Banyak penyanyi pemula sering kali terjebak dalam kebiasaan pernapasan dada, yang sebenarnya menjadi hambatan serius bagi perkembangan vokal mereka. Lantas, mengapa pernapasan dada dianggap kurang tepat untuk bernyanyi? Jawabannya terletak pada keterbatasan pasokan udara, ketegangan yang ditimbulkannya, dan dampaknya pada kualitas suara secara keseluruhan. Diafragma adalah otot kuncinya, menyediakan dukungan yang stabil dan efisien yang tidak bisa diberikan oleh pernapasan dada.
Ketika seseorang bernapas dengan dada, yang terlihat adalah bahu dan dada terangkat ke atas. Jenis pernapasan ini bersifat dangkal dan hanya mengisi sebagian kecil dari kapasitas paru-paru. Akibatnya, pasokan udara yang tersedia untuk bernyanyi menjadi sangat terbatas, menyebabkan penyanyi cepat kehabisan napas di tengah frasa lagu. Ini bukan hanya masalah stamina, tetapi juga memengaruhi kemampuan untuk menahan nada panjang atau menghasilkan volume yang konsisten. Inilah alasan utama mengapa pernapasan harus dihindari dalam teknik vokal.
Selain keterbatasan udara, pernapasan dada juga menyebabkan ketegangan yang tidak perlu pada otot-otot di sekitar leher, bahu, dan rahang. Otot-otot ini seharusnya rileks agar pita suara dapat berfungsi dengan bebas. Ketika otot-otot ini tegang akibat upaya bernapas yang tidak efisien, suara bisa terdengar tegang, tercekik, atau kehilangan resonansi. Ketegangan ini juga dapat menyebabkan rasa sakit atau kelelahan pada tenggorokan setelah bernyanyi dalam waktu singkat, bahkan berpotensi merusak pita suara dalam jangka panjang. Oleh karena itu, penting untuk memahami mengapa pernapasan harus diganti dengan pernapasan yang lebih dalam.

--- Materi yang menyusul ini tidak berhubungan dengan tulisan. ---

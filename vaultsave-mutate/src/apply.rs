//! The mutation engine itself: [`apply`] walks a [`Config`] in the fixed
//! order the reference tool's `modify_save` establishes, since several
//! steps depend on ones that come before them (item levels must see the
//! already-updated character level; OP Level may flip on UVHM before the
//! unlock step runs; ammo unlocks must land before `maxammo` computes
//! pool caps from them).

use std::cmp::min;

use vaultsave_core::Endian;
use vaultsave_data::GameProfile;
use vaultsave_proto::{FieldValue, PlayerRecord};

use crate::config::{ChallengeOp, Config, Unlock};
use crate::error::{MutateError, Result};
use crate::fields::{
    get_bytes, get_nested, get_packed_varints, get_varint, set_bytes, set_nested, set_packed_varints, set_varint,
};

const TAG_LEVEL: u32 = 2;
const TAG_XP: u32 = 3;
const TAG_CURRENCY: u32 = 6;
const TAG_PLAYTHROUGHS: u32 = 7;
const TAG_AMMO_RESOURCES: u32 = 11;
const TAG_SLOTS: u32 = 13;
const TAG_CHALLENGE_BLOCK: u32 = 15;
const TAG_NVHM_MISSIONS: u32 = 18;
const TAG_NAME: u32 = 19;
const TAG_SAVE_GAME_ID: u32 = 20;
const TAG_SLAUGHTERDOME_UNLOCKED: u32 = 23;
const TAG_SLAUGHTERDOME_NOTIFICATIONS: u32 = 24;
const TAG_BLACK_MARKET_SDUS: u32 = 36;
const TAG_CHALLENGE_UNLOCKS: u32 = 38;
const TAG_ITEMS: u32 = 53;
const TAG_WEAPONS: u32 = 54;
const TAG_BANK_SIZE: u32 = 56;

const SLOT_BACKPACK_SIZE: usize = 1;
const SLOT_GUN_SLOTS: usize = 2;
const SLOT_EQUIPPED_GUN_SLOTS: usize = 3;

/// Index the "level" pair occupies within an unpacked item/weapon record
/// (both slots store the same value; see `vaultsave-item`'s field
/// layout).
const ITEM_LEVEL_SLOTS: (usize, usize) = (4, 5);
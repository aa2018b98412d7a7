//! # vaultsave-data
//!
//! Static, per-game constant tables: the shared experience curve, item
//! record bit layouts, and each game's black-market/backpack/bank
//! sizing. Everything here is data, not behavior — the codec and
//! mutation crates consume it but don't own it.

#![warn(missing_docs)]
#![warn(clippy::all)]

pub mod challenge;
pub mod profile;
pub mod xp;

pub use challenge::{ChallengeCatalog, ChallengeInfo, SAMPLE_CHALLENGES};
pub use profile::{AmmoPool, GAME_A, GAME_B, Game, GameProfile, ITEM_HEADER_BITS, profile_for};
pub use xp::{REQUIRED_XP, xp_bounds};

Sebaliknya, pernapasan diafragma memanfaatkan otot diafragma yang terletak di bawah paru-paru. Saat menarik napas dengan diafragma, perut akan mengembang keluar, dan diafragma bergerak ke bawah, memungkinkan paru-paru terisi penuh dari bawah ke atas. Proses ini memberikan dukungan udara yang jauh lebih besar dan stabil, mirip dengan pompa yang kuat dan efisien. Dengan dukungan diafragma, penyanyi dapat menghasilkan suara yang lebih kuat, lebih bertenaga, dan memiliki kontrol yang lebih baik atas nada dan volume.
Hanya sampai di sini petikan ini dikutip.